Top of MATERIAL SHOWN
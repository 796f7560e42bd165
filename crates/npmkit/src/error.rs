//! Error types for npm operations.
//!
//! Errors are categorized from npm's stderr so the caller can give useful
//! feedback. Categories do not drive retries: the scaffolding flow is
//! strictly sequential and never retries a subprocess.

use std::path::PathBuf;
use thiserror::Error;

/// Categories of npm errors for user feedback.
#[derive(Debug, Clone, Copy, PartialEq, Eq)]
pub enum ErrorCategory {
    /// Registry unreachable, DNS failure, timeout
    Network,
    /// Package does not exist in the registry
    NotFound,
    /// Dependency tree could not be resolved
    Conflict,
    /// Filesystem or cache permission problem
    Permission,
    /// npm itself is not installed
    NpmNotFound,
    /// Other/unknown errors
    Other,
}

impl ErrorCategory {
    /// User-friendly description of this error category.
    pub fn description(&self) -> &'static str {
        match self {
            Self::Network => "Network connectivity issue",
            Self::NotFound => "Package not found",
            Self::Conflict => "Dependency conflict",
            Self::Permission => "Permission denied",
            Self::NpmNotFound => "npm not installed",
            Self::Other => "Unexpected error",
        }
    }

    /// Actionable advice for resolving this error category.
    pub fn advice(&self) -> &'static str {
        match self {
            Self::Network => "Check your internet connection and try again",
            Self::NotFound => "Verify the package name and registry configuration",
            Self::Conflict => "Inspect the dependency tree with `npm ls` and pin versions",
            Self::Permission => "Check ownership of the project and npm cache directories",
            Self::NpmNotFound => "Install Node.js (which ships npm) from https://nodejs.org",
            Self::Other => "Check the error details for more information",
        }
    }
}

/// Errors that can occur during npm operations.
#[derive(Debug, Error)]
pub enum Error {
    /// Network-related error (registry, DNS, timeout)
    #[error("network error: {message}")]
    Network {
        /// Detailed error message from the failed network operation
        message: String,
    },

    /// Package not found in the registry
    #[error("package not found: {name}")]
    NotFound {
        /// Name of the package that could not be found
        name: String,
    },

    /// Dependency resolution conflict
    #[error("dependency conflict: {message}")]
    Conflict {
        /// Description of the conflict
        message: String,
    },

    /// Permission denied
    #[error("permission denied: {message}")]
    Permission {
        /// Details about what permission was denied
        message: String,
    },

    /// npm is not installed or not found in PATH
    #[error("npm not found. Install Node.js from https://nodejs.org")]
    NpmNotFound,

    /// package.json not found at the expected location
    #[error("manifest not found: {0}")]
    ManifestNotFound(PathBuf),

    /// Command execution failed
    #[error("command failed: {message}")]
    CommandFailed {
        /// Description of what command failed
        message: String,
        /// Standard error output from the failed command
        stderr: String,
    },

    /// IO error
    #[error("IO error: {0}")]
    Io(#[from] std::io::Error),

    /// JSON parsing error
    #[error("JSON error: {0}")]
    Json(#[from] serde_json::Error),
}

impl Error {
    /// Get the error category for user messaging.
    pub fn category(&self) -> ErrorCategory {
        match self {
            Error::Network { .. } => ErrorCategory::Network,
            Error::NotFound { .. } => ErrorCategory::NotFound,
            Error::Conflict { .. } => ErrorCategory::Conflict,
            Error::Permission { .. } => ErrorCategory::Permission,
            Error::NpmNotFound => ErrorCategory::NpmNotFound,
            _ => ErrorCategory::Other,
        }
    }

    /// Create an error from npm command output.
    ///
    /// Analyzes stderr (npm error codes and phrasing) to categorize the
    /// error appropriately.
    pub fn from_npm_output(stderr: &str, package_name: Option<&str>) -> Self {
        let stderr_lower = stderr.to_lowercase();

        // Network errors
        if stderr_lower.contains("enotfound")
            || stderr_lower.contains("etimedout")
            || stderr_lower.contains("econnreset")
            || stderr_lower.contains("econnrefused")
            || stderr_lower.contains("eai_again")
            || stderr_lower.contains("network")
            || stderr_lower.contains("socket hang up")
        {
            return Error::Network {
                message: stderr.trim().to_string(),
            };
        }

        // Not found errors
        if stderr_lower.contains("e404")
            || stderr_lower.contains("404 not found")
            || stderr_lower.contains("is not in this registry")
        {
            return Error::NotFound {
                name: package_name.unwrap_or("unknown").to_string(),
            };
        }

        // Resolution conflicts
        if stderr_lower.contains("eresolve")
            || stderr_lower.contains("unable to resolve dependency tree")
            || stderr_lower.contains("conflicting peer dependency")
        {
            return Error::Conflict {
                message: stderr.trim().to_string(),
            };
        }

        // Permission errors
        if stderr_lower.contains("eacces")
            || stderr_lower.contains("eperm")
            || stderr_lower.contains("permission denied")
            || stderr_lower.contains("operation not permitted")
        {
            return Error::Permission {
                message: stderr.trim().to_string(),
            };
        }

        // Default to command failed
        Error::CommandFailed {
            message: format!(
                "npm command failed{}",
                package_name
                    .map(|n| format!(" for {n}"))
                    .unwrap_or_default()
            ),
            stderr: stderr.trim().to_string(),
        }
    }
}

/// Result type for npm operations.
pub type Result<T> = std::result::Result<T, Error>;

#[cfg(test)]
mod tests {
    use super::*;

    #[test]
    fn test_from_npm_output_network() {
        let err = Error::from_npm_output(
            "npm ERR! code ENOTFOUND\nnpm ERR! network request to https://registry.npmjs.org failed",
            Some("axios"),
        );
        assert_eq!(err.category(), ErrorCategory::Network);
    }

    #[test]
    fn test_from_npm_output_not_found() {
        let err = Error::from_npm_output(
            "npm ERR! code E404\nnpm ERR! 404 Not Found - GET https://registry.npmjs.org/left-padd",
            Some("left-padd"),
        );
        assert_eq!(err.category(), ErrorCategory::NotFound);
        assert!(err.to_string().contains("left-padd"));
    }

    #[test]
    fn test_from_npm_output_conflict() {
        let err = Error::from_npm_output(
            "npm ERR! code ERESOLVE\nnpm ERR! ERESOLVE unable to resolve dependency tree",
            None,
        );
        assert_eq!(err.category(), ErrorCategory::Conflict);
    }

    #[test]
    fn test_from_npm_output_permission() {
        let err = Error::from_npm_output(
            "npm ERR! code EACCES\nnpm ERR! syscall mkdir\nnpm ERR! Error: EACCES: permission denied",
            None,
        );
        assert_eq!(err.category(), ErrorCategory::Permission);
    }

    #[test]
    fn test_from_npm_output_unknown_is_command_failed() {
        let err = Error::from_npm_output("npm ERR! something exotic happened", Some("axios"));
        assert_eq!(err.category(), ErrorCategory::Other);
        match err {
            Error::CommandFailed { message, .. } => assert!(message.contains("axios")),
            other => panic!("expected CommandFailed, got {other:?}"),
        }
    }

    #[test]
    fn test_category_messaging_is_total() {
        for category in [
            ErrorCategory::Network,
            ErrorCategory::NotFound,
            ErrorCategory::Conflict,
            ErrorCategory::Permission,
            ErrorCategory::NpmNotFound,
            ErrorCategory::Other,
        ] {
            assert!(!category.description().is_empty());
            assert!(!category.advice().is_empty());
        }
    }
}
Bottom of MATERIAL SHOWN
* [YOUR OBJECTIVE]:
Identify the lines above with the word "Check". Copy them.

* [EXERCISE OUTPUT]:
            Self::Network => "Check your internet connection and try again",
            Self::Permission => "Check ownership of the project and npm cache directories",
            Self::Other => "Check the error details for more information",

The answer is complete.